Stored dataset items
------
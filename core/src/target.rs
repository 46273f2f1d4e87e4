use serde::{Deserialize, Serialize};

/// A spawned entity occupying a hole. Two mole kinds score points, the bomb
/// costs them.
#[derive(Copy, Clone, Debug, PartialEq, Eq, Serialize, Deserialize)]
pub enum Target {
    MoleLow,
    MoleHigh,
    Bomb,
}

impl Target {
    /// The fixed variant set, in drawing order.
    pub const ALL: [Target; 3] = [Target::MoleLow, Target::MoleHigh, Target::Bomb];

    /// Score delta for whacking this target.
    pub const fn points(self) -> i32 {
        use Target::*;
        match self {
            MoleLow => 10,
            MoleHigh => 20,
            Bomb => -30,
        }
    }

    /// Stable kind identifier, also used for CSS hooks and alt text.
    pub const fn id(self) -> &'static str {
        use Target::*;
        match self {
            MoleLow => "mole10",
            MoleHigh => "mole20",
            Bomb => "bomb",
        }
    }

    pub const fn image_src(self) -> &'static str {
        use Target::*;
        match self {
            MoleLow => "/mole10.png",
            MoleHigh => "/mole20.png",
            Bomb => "/bomb.png",
        }
    }

    pub const fn sound_src(self) -> &'static str {
        use Target::*;
        match self {
            MoleLow => "/mole10.mp3",
            MoleHigh => "/mole20.mp3",
            Bomb => "/bomb.mp3",
        }
    }
}
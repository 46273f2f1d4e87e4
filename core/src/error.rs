use thiserror::Error;

#[derive(Error, Debug, PartialEq, Eq)]
pub enum GameError {
    #[error("Slot index out of range")]
    InvalidSlot,
    #[error("Session already ended, no new moves are accepted")]
    SessionOver,
    #[error("Session is running, difficulty is locked")]
    SessionRunning,
}

pub type Result<T> = core::result::Result<T, GameError>;
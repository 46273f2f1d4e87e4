/// Helper function to use JavaScript's Math.random
pub(crate) fn js_random_seed() -> u64 {
    use js_sys::Math::random;
    u64::from_be_bytes([
        (256. * random()) as u8,
        (256. * random()) as u8,
        (256. * random()) as u8,
        (256. * random()) as u8,
        (256. * random()) as u8,
        (256. * random()) as u8,
        (256. * random()) as u8,
        (256. * random()) as u8,
    ])
}

/// Fire-and-forget write to the async clipboard API.
pub(crate) fn copy_to_clipboard(text: &str) {
    let promise = gloo::utils::window().navigator().clipboard().write_text(text);
    wasm_bindgen_futures::spawn_local(async move {
        if let Err(err) = wasm_bindgen_futures::JsFuture::from(promise).await {
            log::warn!("clipboard write failed: {:?}", err);
        }
    });
}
------
Task statement - Go through the records above and write each one out again exactly.

Solution to the problem -
filename core/src/target.rs
repository 46273f2f1d4e87e4
use serde::{Deserialize, Serialize};

/// A spawned entity occupying a hole. Two mole kinds score points, the bomb
/// costs them.
#[derive(Copy, Clone, Debug, PartialEq, Eq, Serialize, Deserialize)]
pub enum Target {
    MoleLow,
    MoleHigh,
    Bomb,
}

impl Target {
    /// The fixed variant set, in drawing order.
    pub const ALL: [Target; 3] = [Target::MoleLow, Target::MoleHigh, Target::Bomb];

    /// Score delta for whacking this target.
    pub const fn points(self) -> i32 {
        use Target::*;
        match self {
            MoleLow => 10,
            MoleHigh => 20,
            Bomb => -30,
        }
    }

    /// Stable kind identifier, also used for CSS hooks and alt text.
    pub const fn id(self) -> &'static str {
        use Target::*;
        match self {
            MoleLow => "mole10",
            MoleHigh => "mole20",
            Bomb => "bomb",
        }
    }

    pub const fn image_src(self) -> &'static str {
        use Target::*;
        match self {
            MoleLow => "/mole10.png",
            MoleHigh => "/mole20.png",
            Bomb => "/bomb.png",
        }
    }

    pub const fn sound_src(self) -> &'static str {
        use Target::*;
        match self {
            MoleLow => "/mole10.mp3",
            MoleHigh => "/mole20.mp3",
            Bomb => "/bomb.mp3",
        }
    }
}
repository 46273f2f1d4e87e4
filename core/src/error.rs
use thiserror::Error;

#[derive(Error, Debug, PartialEq, Eq)]
pub enum GameError {
    #[error("Slot index out of range")]
    InvalidSlot,
    #[error("Session already ended, no new moves are accepted")]
    SessionOver,
    #[error("Session is running, difficulty is locked")]
    SessionRunning,
}

pub type Result<T> = core::result::Result<T, GameError>;
repository 46273f2f1d4e87e4
/// Helper function to use JavaScript's Math.random
pub(crate) fn js_random_seed() -> u64 {
    use js_sys::Math::random;
    u64::from_be_bytes([
        (256. * random()) as u8,
        (256. * random()) as u8,
        (256. * random()) as u8,
        (256. * random()) as u8,
        (256. * random()) as u8,
        (256. * random()) as u8,
        (256. * random()) as u8,
        (256. * random()) as u8,
    ])
}

/// Fire-and-forget write to the async clipboard API.
pub(crate) fn copy_to_clipboard(text: &str) {
    let promise = gloo::utils::window().navigator().clipboard().write_text(text);
    wasm_bindgen_futures::spawn_local(async move {
        if let Err(err) = wasm_bindgen_futures::JsFuture::from(promise).await {
            log::warn!("clipboard write failed: {:?}", err);
        }
    });
}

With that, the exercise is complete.